The International Space Station (ISS) had to swerve away from a fragment of a U.S. launch vehicle on Friday, the head of Russia's space agency said, the latest in a series of incidents in which space debris has forced astronauts to respond.
Calls to monitor and regulate space debris, or space junk, have grown since Russia conducted an anti-satellite missile test last month. This generated a debris field in orbit that U.S. officials said would pose a hazard to space activities for years.
Dmitry Rogozin, head of Russian space agency Roscosmos, said on Friday that the ISS had been forced to move due to space junk from a U.S. launch vehicle sent into orbit in 1994.

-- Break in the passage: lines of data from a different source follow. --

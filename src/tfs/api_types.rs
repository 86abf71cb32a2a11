//! Serde-deserializable types matching the TFS / Azure DevOps REST responses.
//!
//! These types are separate from domain types to allow clean deserialization
//! while keeping domain types focused on what callers display.

use chrono::{DateTime, Utc};
use serde::Deserialize;
use serde_json::Value;
use std::collections::HashMap;

use super::types::{CodeReview, PullRequest, WorkItem};

// ============================================================================
// Common nested types
// ============================================================================

/// `{ "count": n, "value": [...] }` envelope used by list endpoints
#[derive(Debug, Deserialize)]
pub struct ApiList<T> {
  #[serde(default = "Vec::new")]
  pub value: Vec<T>,
}

#[derive(Debug, Clone, Default, Deserialize)]
#[serde(rename_all = "camelCase")]
pub struct ApiIdentity {
  pub display_name: Option<String>,
  pub unique_name: Option<String>,
}

// ============================================================================
// Connection data
// ============================================================================

#[derive(Debug, Default, Deserialize)]
#[serde(rename_all = "camelCase")]
pub struct ApiConnectionUser {
  pub provider_display_name: Option<String>,
  pub custom_display_name: Option<String>,
}

#[derive(Debug, Default, Deserialize)]
#[serde(rename_all = "camelCase")]
pub struct ApiConnectionData {
  pub authenticated_user: Option<ApiConnectionUser>,
  pub deployment_type: Option<String>,
}

impl ApiConnectionData {
  pub fn display_name(&self) -> Option<String> {
    let user = self.authenticated_user.as_ref()?;
    user
      .custom_display_name
      .as_deref()
      .or(user.provider_display_name.as_deref())
      .filter(|s| !s.trim().is_empty())
      .map(String::from)
  }

  pub fn server_version(&self) -> Option<String> {
    match self.deployment_type.as_deref()? {
      "hosted" => Some("Azure DevOps Services".to_string()),
      "onPremises" => Some("Azure DevOps Server".to_string()),
      _ => None,
    }
  }
}

// ============================================================================
// Work item tracking
// ============================================================================

#[derive(Debug, Deserialize)]
pub struct ApiWorkItemRef {
  pub id: u64,
}

#[derive(Debug, Default, Deserialize)]
#[serde(rename_all = "camelCase")]
pub struct ApiWiqlResult {
  #[serde(default)]
  pub work_items: Vec<ApiWorkItemRef>,
}

/// A work item as returned by the batch fields endpoint
#[derive(Debug, Clone, Default, Deserialize)]
pub struct ApiWorkItem {
  pub id: u64,
  #[serde(default)]
  pub fields: HashMap<String, Value>,
}

pub mod fields {
  pub const ID: &str = "System.Id";
  pub const TITLE: &str = "System.Title";
  pub const WORK_ITEM_TYPE: &str = "System.WorkItemType";
  pub const STATE: &str = "System.State";
  pub const ASSIGNED_TO: &str = "System.AssignedTo";
  pub const CREATED_DATE: &str = "System.CreatedDate";
  pub const CHANGED_DATE: &str = "System.ChangedDate";
  pub const AREA_PATH: &str = "System.AreaPath";
  pub const ITERATION_PATH: &str = "System.IterationPath";
  pub const TEAM_PROJECT: &str = "System.TeamProject";
  pub const PRIORITY: &str = "Microsoft.VSTS.Common.Priority";
}

impl ApiWorkItem {
  /// Text value of a field. Identity fields render as their display name.
  pub fn text(&self, name: &str) -> String {
    self.fields.get(name).and_then(value_text).unwrap_or_default()
  }

  pub fn date(&self, name: &str) -> Option<DateTime<Utc>> {
    self.fields.get(name).and_then(value_date)
  }

  pub fn into_work_item(self, server_url: &str) -> WorkItem {
    WorkItem {
      id: self.id,
      title: self.text(fields::TITLE),
      work_item_type: self.text(fields::WORK_ITEM_TYPE),
      state: self.text(fields::STATE),
      assigned_to: self.text(fields::ASSIGNED_TO),
      priority: self.text(fields::PRIORITY),
      area_path: self.text(fields::AREA_PATH),
      iteration_path: self.text(fields::ITERATION_PATH),
      created_date: self.date(fields::CREATED_DATE),
      changed_date: self.date(fields::CHANGED_DATE),
      url: work_item_url(server_url, self.id),
    }
  }

  pub fn into_code_review(self, server_url: &str) -> CodeReview {
    CodeReview {
      id: self.id,
      title: self.text(fields::TITLE),
      requested_by: self.text(fields::ASSIGNED_TO),
      status: self.text(fields::STATE),
      project_name: self.text(fields::TEAM_PROJECT),
      area_path: self.text(fields::AREA_PATH),
      created_date: self.date(fields::CREATED_DATE),
      changed_date: self.date(fields::CHANGED_DATE),
      url: work_item_url(server_url, self.id),
    }
  }
}

// ============================================================================
// Git
// ============================================================================

#[derive(Debug, Clone, Default, Deserialize)]
pub struct ApiProjectRef {
  #[serde(default)]
  pub name: String,
}

#[derive(Debug, Clone, Default, Deserialize)]
pub struct ApiRepository {
  pub id: String,
  #[serde(default)]
  pub name: String,
  pub project: Option<ApiProjectRef>,
}

#[derive(Debug, Clone, Default, Deserialize)]
#[serde(rename_all = "camelCase")]
pub struct ApiPullRequest {
  pub pull_request_id: u64,
  pub title: Option<String>,
  pub created_by: Option<ApiIdentity>,
  pub source_ref_name: Option<String>,
  pub target_ref_name: Option<String>,
  pub creation_date: Option<DateTime<Utc>>,
  pub status: Option<String>,
  pub is_draft: Option<bool>,
  #[serde(default)]
  pub reviewers: Vec<ApiIdentity>,
}

/// Project segment used in pull request links when the repository has none
pub const DEFAULT_PROJECT: &str = "DefaultCollection";

impl ApiPullRequest {
  /// Whether `user` is among the reviewers, ignoring case.
  pub fn has_reviewer(&self, user: &str) -> bool {
    let user = user.to_lowercase();
    self.reviewers.iter().any(|r| {
      r.display_name
        .as_deref()
        .is_some_and(|name| name.to_lowercase() == user)
    })
  }

  pub fn into_pull_request(self, repo: &ApiRepository, server_url: &str) -> PullRequest {
    let project = repo
      .project
      .as_ref()
      .map(|p| p.name.as_str())
      .filter(|name| !name.is_empty())
      .unwrap_or(DEFAULT_PROJECT);

    PullRequest {
      id: self.pull_request_id,
      title: self.title.unwrap_or_default(),
      repository: repo.name.clone(),
      source_branch: self.source_ref_name.unwrap_or_default(),
      target_branch: self.target_ref_name.unwrap_or_default(),
      created_by: self
        .created_by
        .and_then(|u| u.display_name)
        .unwrap_or_default(),
      created_date: self.creation_date,
      status: self.status.unwrap_or_default(),
      is_draft: self.is_draft.unwrap_or(false),
      url: pull_request_url(server_url, project, &repo.name, self.pull_request_id),
    }
  }
}

// ============================================================================
// Web UI links
// ============================================================================

pub fn work_item_url(server_url: &str, id: u64) -> String {
  format!("{}/_workitems/edit/{}", server_url.trim_end_matches('/'), id)
}

pub fn pull_request_url(server_url: &str, project: &str, repository: &str, id: u64) -> String {
  format!(
    "{}/{}/_git/{}/pullrequest/{}",
    server_url.trim_end_matches('/'),
    project,
    repository,
    id
  )
}

// ============================================================================
// Helpers
// ============================================================================

/// Render a field value as text.
/// Values can be:
/// - A string
/// - A number or bool (priority, ids)
/// - An identity object with "displayName" (newer servers for System.AssignedTo)
/// - null
fn value_text(value: &Value) -> Option<String> {
  match value {
    Value::String(s) => Some(s.clone()),
    Value::Number(n) => Some(n.to_string()),
    Value::Bool(b) => Some(b.to_string()),
    Value::Object(obj) => obj
      .get("displayName")
      .or_else(|| obj.get("uniqueName"))
      .and_then(|v| v.as_str())
      .map(String::from),
    _ => None,
  }
}

fn value_date(value: &Value) -> Option<DateTime<Utc>> {
  value
    .as_str()
    .and_then(|s| DateTime::parse_from_rfc3339(s).ok())
    .map(|dt| dt.with_timezone(&Utc))
}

Roscosmos said the station's orbit, in an unscheduled manoeuvre carried out by mission control, dropped by 310 metres (339 yards) for nearly three minutes to avoid a close encounter.
Rogozin added that the manoeuvre would not affect the planned launch of the Soyuz MS-20 rocket on Dec. 8 from the Baikonur cosmodrome in Kazakhstan and its docking at the ISS.
Endangering space exploration
Space debris consists of discarded launch vehicles or parts of a spacecraft that float around in space and risk colliding with satellites or the ISS.
In an opinion piece published in the Financial Times on Thursday, former NATO Secretary General Anders Fogh Rasmussen said Russia's destruction of the satellite last month risked turning space into a junk yard.
"Unless we change course, the opportunities of space to improve our lives on Earth could be closed off for generations," he wrote.
Space debris also forced NASA on Tuesday to postpone a spacewalk to replace a faulty antenna on the ISS. Last month, the ISS performed a brief manoeuvre to dodge a fragment of a defunct Chinese satellite.
In separate comments on Friday, Roscosmos said it hoped NASA chief Bill Nelson would visit Russia in the first half of 2022 to discuss further co-operation on the ISS.